*** DATASET

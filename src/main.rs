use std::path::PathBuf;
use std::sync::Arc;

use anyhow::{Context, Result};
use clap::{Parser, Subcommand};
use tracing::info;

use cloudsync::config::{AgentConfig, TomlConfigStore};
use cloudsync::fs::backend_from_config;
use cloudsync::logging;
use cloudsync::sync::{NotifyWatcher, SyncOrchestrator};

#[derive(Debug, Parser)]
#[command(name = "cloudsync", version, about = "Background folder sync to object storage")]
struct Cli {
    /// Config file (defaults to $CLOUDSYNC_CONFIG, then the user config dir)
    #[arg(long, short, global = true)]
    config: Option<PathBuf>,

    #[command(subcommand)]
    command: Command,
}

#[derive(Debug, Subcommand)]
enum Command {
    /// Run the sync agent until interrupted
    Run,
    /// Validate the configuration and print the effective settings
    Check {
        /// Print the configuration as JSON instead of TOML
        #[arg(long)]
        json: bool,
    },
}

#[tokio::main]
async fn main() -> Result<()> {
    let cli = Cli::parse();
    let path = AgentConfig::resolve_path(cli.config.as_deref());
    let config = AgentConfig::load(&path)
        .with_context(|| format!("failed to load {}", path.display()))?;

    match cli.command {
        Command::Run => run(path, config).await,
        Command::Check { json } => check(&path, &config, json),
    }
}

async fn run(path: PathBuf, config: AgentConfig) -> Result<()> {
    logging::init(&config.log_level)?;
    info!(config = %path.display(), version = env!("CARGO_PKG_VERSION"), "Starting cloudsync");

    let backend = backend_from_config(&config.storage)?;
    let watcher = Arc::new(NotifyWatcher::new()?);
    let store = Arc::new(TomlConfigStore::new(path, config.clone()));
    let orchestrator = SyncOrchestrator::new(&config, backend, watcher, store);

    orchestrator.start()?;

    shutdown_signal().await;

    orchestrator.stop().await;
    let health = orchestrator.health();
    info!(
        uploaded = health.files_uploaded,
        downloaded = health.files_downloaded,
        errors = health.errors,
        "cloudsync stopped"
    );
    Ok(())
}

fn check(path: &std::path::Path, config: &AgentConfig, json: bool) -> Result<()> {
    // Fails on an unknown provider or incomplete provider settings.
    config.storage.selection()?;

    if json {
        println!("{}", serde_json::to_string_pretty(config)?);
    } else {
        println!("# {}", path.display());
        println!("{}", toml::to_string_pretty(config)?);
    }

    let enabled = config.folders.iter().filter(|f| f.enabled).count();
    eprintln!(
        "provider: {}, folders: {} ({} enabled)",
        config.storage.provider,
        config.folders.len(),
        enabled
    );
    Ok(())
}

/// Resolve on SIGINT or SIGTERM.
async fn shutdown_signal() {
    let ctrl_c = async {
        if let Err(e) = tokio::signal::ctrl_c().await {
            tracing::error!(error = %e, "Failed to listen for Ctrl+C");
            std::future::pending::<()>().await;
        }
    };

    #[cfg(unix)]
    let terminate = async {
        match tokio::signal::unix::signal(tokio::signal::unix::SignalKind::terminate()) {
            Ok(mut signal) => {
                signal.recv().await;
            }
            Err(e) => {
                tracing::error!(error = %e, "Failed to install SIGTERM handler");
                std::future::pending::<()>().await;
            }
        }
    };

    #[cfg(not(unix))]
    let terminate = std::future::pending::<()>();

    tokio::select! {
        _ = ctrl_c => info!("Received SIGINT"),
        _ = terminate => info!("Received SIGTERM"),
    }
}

******
*** DATASET

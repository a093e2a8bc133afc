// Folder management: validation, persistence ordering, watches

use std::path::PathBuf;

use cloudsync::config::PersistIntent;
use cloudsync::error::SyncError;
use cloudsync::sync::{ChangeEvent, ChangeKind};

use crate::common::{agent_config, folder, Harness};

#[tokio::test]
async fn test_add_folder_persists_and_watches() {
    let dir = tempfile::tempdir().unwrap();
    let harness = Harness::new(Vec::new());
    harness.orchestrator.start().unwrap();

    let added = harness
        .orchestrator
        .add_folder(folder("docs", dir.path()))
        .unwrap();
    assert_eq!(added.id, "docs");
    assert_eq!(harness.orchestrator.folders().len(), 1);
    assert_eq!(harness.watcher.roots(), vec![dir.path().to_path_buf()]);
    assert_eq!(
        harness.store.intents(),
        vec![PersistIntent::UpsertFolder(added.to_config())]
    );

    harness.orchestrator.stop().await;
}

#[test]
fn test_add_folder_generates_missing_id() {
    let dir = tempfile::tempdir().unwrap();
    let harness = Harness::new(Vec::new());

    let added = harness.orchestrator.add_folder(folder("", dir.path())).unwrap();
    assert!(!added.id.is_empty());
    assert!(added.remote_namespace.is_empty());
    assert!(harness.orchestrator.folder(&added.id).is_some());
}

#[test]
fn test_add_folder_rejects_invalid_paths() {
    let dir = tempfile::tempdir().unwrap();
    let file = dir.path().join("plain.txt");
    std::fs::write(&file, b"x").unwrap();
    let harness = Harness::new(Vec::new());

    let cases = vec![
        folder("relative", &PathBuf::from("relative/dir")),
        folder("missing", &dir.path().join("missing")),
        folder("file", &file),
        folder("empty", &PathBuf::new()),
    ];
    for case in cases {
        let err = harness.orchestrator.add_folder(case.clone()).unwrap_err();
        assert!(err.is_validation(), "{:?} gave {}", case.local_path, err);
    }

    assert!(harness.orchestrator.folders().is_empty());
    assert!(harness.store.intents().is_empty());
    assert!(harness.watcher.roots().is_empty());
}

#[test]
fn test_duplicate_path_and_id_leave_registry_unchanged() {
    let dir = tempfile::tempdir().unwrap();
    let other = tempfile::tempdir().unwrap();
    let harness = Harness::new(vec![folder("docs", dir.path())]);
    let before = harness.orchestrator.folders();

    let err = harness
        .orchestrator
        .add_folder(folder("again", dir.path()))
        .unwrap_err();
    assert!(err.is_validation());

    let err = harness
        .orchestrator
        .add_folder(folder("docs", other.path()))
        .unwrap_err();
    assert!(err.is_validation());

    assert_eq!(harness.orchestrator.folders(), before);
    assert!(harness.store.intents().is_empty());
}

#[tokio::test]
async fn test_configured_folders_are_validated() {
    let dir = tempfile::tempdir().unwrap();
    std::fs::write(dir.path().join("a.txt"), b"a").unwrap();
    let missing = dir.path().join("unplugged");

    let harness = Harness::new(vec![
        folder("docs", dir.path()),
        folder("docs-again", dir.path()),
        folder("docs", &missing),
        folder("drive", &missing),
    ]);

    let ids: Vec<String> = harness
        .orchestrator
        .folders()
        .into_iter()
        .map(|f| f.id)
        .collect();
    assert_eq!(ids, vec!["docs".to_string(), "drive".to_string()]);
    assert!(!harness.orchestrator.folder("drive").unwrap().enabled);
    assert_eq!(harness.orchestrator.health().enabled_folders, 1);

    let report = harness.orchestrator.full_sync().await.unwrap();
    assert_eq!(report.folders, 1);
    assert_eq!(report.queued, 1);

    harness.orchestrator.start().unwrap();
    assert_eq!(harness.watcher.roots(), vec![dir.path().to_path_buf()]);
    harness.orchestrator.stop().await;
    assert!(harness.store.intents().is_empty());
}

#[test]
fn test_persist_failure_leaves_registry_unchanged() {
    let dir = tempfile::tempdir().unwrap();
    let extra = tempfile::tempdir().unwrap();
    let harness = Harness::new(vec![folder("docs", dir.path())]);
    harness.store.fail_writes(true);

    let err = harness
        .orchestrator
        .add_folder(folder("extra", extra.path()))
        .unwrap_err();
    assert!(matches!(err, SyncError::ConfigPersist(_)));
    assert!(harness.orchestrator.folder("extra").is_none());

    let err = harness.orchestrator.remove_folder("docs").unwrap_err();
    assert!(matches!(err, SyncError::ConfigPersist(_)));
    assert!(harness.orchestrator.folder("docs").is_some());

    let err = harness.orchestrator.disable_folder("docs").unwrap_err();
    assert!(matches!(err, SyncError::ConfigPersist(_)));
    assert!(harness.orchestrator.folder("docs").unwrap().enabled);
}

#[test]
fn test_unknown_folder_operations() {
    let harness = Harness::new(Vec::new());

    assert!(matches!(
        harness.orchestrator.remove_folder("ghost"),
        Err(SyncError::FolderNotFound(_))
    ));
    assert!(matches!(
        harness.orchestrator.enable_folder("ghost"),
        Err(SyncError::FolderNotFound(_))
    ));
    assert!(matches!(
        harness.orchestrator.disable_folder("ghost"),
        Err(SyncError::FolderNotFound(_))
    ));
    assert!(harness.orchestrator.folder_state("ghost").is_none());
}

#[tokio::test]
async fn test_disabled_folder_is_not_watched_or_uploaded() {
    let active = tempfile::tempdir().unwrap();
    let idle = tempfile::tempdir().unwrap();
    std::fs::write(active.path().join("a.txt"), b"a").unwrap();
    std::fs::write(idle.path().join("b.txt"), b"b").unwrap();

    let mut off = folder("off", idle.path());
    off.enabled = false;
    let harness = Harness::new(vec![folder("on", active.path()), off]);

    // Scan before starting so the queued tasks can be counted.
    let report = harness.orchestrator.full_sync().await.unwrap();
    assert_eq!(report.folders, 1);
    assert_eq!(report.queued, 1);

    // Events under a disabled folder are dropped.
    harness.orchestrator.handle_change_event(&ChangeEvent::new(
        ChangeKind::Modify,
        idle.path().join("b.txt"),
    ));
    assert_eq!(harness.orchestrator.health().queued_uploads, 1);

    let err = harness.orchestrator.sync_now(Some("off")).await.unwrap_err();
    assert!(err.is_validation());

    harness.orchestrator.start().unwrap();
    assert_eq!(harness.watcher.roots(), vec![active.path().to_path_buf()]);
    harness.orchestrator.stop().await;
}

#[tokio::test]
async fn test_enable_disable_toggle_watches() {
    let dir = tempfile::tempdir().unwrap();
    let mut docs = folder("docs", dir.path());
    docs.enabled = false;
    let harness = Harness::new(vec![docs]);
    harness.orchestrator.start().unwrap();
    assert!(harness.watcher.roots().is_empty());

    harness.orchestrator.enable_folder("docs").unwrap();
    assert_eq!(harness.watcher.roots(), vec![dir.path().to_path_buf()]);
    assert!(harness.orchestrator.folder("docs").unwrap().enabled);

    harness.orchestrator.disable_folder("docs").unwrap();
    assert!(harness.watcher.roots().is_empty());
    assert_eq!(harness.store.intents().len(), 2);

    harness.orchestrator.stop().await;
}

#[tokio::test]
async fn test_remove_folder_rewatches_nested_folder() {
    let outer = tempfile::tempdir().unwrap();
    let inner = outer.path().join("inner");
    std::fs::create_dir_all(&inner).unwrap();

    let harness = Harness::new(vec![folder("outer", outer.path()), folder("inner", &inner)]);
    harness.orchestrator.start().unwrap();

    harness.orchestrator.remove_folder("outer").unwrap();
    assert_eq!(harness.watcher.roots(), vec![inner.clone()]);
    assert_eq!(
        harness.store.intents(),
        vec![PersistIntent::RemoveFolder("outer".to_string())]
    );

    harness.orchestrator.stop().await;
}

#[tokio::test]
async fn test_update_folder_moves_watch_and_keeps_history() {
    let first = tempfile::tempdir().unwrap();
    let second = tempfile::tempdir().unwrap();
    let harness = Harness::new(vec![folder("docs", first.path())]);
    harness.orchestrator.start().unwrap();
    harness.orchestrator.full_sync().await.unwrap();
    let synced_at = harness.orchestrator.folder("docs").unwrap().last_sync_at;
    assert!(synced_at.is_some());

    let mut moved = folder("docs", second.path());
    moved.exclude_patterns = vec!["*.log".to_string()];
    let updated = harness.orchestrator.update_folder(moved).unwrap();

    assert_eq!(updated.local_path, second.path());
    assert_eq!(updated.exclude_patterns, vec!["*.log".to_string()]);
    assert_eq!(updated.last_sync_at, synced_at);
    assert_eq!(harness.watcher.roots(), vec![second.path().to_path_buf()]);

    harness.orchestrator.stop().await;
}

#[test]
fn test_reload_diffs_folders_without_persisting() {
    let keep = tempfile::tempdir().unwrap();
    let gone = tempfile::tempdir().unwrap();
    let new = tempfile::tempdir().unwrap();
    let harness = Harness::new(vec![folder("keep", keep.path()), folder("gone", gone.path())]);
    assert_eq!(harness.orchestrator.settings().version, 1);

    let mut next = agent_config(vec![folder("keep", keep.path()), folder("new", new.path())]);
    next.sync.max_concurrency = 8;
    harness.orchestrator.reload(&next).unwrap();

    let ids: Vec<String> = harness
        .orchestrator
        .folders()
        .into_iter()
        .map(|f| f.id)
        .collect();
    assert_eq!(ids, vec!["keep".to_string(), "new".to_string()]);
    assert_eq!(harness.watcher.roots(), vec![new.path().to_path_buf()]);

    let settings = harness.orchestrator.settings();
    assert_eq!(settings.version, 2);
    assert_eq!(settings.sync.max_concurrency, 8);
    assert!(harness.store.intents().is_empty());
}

******

[PROBLEM TO SOLVE] From the material above, copy out every line bearing the string "future".

[TASK OUTPUT]
            std::future::pending::<()>().await;
                std::future::pending::<()>().await;
    let terminate = std::future::pending::<()>();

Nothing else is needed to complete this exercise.